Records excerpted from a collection
• • • •

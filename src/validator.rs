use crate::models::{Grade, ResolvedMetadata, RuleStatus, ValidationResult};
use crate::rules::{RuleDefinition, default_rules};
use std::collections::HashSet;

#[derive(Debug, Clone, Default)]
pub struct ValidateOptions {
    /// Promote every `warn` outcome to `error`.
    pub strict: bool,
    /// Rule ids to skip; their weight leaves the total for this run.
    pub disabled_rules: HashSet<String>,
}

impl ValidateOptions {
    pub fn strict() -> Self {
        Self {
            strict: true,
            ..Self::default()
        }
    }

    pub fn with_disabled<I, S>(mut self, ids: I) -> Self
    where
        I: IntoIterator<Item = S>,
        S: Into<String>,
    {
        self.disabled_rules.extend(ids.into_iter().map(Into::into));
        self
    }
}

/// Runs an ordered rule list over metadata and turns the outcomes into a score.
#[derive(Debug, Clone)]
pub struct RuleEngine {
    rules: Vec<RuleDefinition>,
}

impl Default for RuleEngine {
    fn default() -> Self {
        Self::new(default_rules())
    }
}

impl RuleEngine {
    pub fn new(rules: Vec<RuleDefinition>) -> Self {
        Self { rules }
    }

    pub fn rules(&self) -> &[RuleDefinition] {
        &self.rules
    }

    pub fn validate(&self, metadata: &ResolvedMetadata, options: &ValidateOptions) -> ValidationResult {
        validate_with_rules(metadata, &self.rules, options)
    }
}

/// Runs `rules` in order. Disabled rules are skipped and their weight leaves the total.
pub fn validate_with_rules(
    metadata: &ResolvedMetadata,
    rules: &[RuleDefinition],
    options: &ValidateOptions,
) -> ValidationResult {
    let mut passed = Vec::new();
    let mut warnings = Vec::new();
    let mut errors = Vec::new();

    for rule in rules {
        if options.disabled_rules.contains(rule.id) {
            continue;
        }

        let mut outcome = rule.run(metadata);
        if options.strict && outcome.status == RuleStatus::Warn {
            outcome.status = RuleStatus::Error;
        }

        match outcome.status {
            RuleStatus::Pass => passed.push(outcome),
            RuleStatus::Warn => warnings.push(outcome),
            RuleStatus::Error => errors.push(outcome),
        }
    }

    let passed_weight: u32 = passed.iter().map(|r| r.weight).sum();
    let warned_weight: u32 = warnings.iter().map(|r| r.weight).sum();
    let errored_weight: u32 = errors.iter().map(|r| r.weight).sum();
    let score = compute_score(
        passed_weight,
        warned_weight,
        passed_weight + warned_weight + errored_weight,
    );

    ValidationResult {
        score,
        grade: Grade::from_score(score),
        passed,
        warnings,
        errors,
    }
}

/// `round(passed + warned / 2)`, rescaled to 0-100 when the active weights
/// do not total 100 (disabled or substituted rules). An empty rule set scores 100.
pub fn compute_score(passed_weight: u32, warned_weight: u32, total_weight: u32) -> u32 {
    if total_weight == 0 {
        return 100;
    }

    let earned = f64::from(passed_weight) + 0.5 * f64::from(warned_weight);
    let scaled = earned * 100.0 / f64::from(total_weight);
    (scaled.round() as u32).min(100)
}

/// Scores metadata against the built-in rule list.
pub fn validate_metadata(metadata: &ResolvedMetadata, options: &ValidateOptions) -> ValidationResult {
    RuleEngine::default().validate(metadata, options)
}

• • • •

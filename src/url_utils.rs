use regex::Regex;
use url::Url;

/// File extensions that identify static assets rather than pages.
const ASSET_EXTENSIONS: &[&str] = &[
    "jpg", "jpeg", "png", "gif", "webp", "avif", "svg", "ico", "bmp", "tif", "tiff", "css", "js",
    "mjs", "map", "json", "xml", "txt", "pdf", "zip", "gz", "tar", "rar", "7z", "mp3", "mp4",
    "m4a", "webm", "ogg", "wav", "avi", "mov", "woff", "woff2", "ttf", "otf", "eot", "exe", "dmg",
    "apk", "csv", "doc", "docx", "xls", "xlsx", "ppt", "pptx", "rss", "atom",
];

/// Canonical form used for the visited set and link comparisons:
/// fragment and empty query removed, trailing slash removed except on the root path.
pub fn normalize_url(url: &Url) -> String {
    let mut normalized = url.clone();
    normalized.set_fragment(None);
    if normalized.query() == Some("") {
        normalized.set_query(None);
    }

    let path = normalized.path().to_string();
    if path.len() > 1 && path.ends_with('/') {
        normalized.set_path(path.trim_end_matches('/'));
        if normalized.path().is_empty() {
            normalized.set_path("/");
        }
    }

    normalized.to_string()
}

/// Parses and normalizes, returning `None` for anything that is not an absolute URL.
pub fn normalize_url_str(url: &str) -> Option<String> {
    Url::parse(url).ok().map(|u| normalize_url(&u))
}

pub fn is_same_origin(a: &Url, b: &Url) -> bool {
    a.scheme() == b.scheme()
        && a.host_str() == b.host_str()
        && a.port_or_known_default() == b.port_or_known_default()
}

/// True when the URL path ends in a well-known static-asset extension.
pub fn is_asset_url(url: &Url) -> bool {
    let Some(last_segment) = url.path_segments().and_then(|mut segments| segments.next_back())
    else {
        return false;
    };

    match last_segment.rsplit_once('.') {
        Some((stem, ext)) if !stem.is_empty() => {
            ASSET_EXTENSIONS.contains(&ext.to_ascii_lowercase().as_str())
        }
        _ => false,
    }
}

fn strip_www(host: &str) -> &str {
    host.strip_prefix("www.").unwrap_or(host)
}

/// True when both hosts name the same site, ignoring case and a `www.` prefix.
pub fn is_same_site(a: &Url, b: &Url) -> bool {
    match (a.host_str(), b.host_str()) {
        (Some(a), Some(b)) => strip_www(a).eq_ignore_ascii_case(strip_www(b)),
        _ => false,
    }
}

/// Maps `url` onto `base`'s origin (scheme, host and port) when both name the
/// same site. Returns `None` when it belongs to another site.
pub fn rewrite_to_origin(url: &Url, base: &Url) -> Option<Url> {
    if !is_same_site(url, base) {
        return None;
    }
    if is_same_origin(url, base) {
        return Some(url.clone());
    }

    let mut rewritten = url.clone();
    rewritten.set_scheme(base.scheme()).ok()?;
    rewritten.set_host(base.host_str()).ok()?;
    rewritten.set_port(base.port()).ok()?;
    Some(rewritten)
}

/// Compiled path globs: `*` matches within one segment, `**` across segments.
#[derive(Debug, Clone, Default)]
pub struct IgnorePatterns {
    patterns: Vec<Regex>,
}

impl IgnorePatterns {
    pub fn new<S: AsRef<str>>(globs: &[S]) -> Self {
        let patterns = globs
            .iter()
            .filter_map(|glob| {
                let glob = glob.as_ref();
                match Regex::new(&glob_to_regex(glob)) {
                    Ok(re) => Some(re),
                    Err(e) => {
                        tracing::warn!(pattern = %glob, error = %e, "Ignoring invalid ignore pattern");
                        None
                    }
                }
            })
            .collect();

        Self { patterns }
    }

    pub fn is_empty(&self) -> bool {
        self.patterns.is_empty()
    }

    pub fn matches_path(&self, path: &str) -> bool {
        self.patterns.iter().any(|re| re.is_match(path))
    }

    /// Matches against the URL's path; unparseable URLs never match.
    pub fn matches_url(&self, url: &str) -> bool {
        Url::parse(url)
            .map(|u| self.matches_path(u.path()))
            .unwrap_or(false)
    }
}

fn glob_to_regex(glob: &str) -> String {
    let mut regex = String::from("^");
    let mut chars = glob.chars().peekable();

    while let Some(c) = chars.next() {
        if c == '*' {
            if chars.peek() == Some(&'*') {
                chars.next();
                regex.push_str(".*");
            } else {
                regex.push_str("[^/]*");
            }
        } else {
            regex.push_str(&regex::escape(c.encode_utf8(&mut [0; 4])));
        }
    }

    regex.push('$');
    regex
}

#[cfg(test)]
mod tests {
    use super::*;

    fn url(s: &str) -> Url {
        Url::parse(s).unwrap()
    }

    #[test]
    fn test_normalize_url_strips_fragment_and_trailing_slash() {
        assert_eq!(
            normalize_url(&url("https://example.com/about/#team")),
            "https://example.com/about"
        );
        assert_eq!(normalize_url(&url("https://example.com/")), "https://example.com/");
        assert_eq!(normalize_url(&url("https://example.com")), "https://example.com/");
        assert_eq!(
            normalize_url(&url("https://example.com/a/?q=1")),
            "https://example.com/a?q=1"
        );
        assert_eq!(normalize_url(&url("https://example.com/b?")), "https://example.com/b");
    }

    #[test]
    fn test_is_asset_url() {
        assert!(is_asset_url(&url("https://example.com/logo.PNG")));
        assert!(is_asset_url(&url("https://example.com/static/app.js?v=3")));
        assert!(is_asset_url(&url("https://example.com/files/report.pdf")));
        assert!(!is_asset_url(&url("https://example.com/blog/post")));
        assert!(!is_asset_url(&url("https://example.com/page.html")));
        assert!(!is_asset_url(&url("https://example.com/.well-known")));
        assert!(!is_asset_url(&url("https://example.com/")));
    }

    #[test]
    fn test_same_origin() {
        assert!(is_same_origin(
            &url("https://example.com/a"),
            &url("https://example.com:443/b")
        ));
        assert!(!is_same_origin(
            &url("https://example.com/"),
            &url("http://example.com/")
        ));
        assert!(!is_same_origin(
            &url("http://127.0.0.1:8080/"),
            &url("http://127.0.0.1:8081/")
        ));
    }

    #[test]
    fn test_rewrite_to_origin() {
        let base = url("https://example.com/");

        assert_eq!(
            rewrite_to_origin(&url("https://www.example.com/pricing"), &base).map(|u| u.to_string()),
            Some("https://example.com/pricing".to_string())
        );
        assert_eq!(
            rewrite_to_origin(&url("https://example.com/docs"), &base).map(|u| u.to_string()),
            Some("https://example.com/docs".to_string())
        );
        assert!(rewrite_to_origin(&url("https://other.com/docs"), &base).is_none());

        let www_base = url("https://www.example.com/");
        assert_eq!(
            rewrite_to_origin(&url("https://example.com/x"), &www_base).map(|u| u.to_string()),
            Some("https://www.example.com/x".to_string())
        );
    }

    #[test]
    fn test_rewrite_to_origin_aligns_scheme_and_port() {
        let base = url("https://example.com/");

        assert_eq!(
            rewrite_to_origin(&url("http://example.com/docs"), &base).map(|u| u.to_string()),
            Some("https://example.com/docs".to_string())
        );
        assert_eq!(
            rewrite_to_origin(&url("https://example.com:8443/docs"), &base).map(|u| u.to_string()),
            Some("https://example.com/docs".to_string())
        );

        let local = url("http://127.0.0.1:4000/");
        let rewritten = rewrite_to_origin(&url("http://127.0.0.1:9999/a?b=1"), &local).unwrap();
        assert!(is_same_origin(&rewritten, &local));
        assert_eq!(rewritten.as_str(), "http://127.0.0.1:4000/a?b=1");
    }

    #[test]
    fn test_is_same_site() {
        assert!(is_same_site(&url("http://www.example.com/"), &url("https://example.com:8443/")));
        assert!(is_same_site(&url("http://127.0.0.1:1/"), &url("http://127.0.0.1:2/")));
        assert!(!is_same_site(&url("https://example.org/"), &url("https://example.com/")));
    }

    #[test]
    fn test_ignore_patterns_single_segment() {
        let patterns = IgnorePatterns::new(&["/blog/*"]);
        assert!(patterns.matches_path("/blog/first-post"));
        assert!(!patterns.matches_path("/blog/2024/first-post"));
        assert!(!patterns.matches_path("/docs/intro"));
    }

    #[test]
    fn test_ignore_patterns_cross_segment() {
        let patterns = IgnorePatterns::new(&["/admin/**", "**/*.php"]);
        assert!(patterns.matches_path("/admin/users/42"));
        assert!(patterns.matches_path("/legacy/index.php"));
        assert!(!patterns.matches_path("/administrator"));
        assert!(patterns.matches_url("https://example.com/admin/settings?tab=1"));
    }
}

• • • •

**TASK GOAL**
Above are the records. Print exactly, and only, the lines from the line with "a.host_str() == b.host_str()" to the line with "fn strip_www(host: &str)", both inclusive.

**WRITTEN RESPONSE**
        && a.host_str() == b.host_str()
        && a.port_or_known_default() == b.port_or_known_default()
}

/// True when the URL path ends in a well-known static-asset extension.
pub fn is_asset_url(url: &Url) -> bool {
    let Some(last_segment) = url.path_segments().and_then(|mut segments| segments.next_back())
    else {
        return false;
    };

    match last_segment.rsplit_once('.') {
        Some((stem, ext)) if !stem.is_empty() => {
            ASSET_EXTENSIONS.contains(&ext.to_ascii_lowercase().as_str())
        }
        _ => false,
    }
}

fn strip_www(host: &str) -> &str {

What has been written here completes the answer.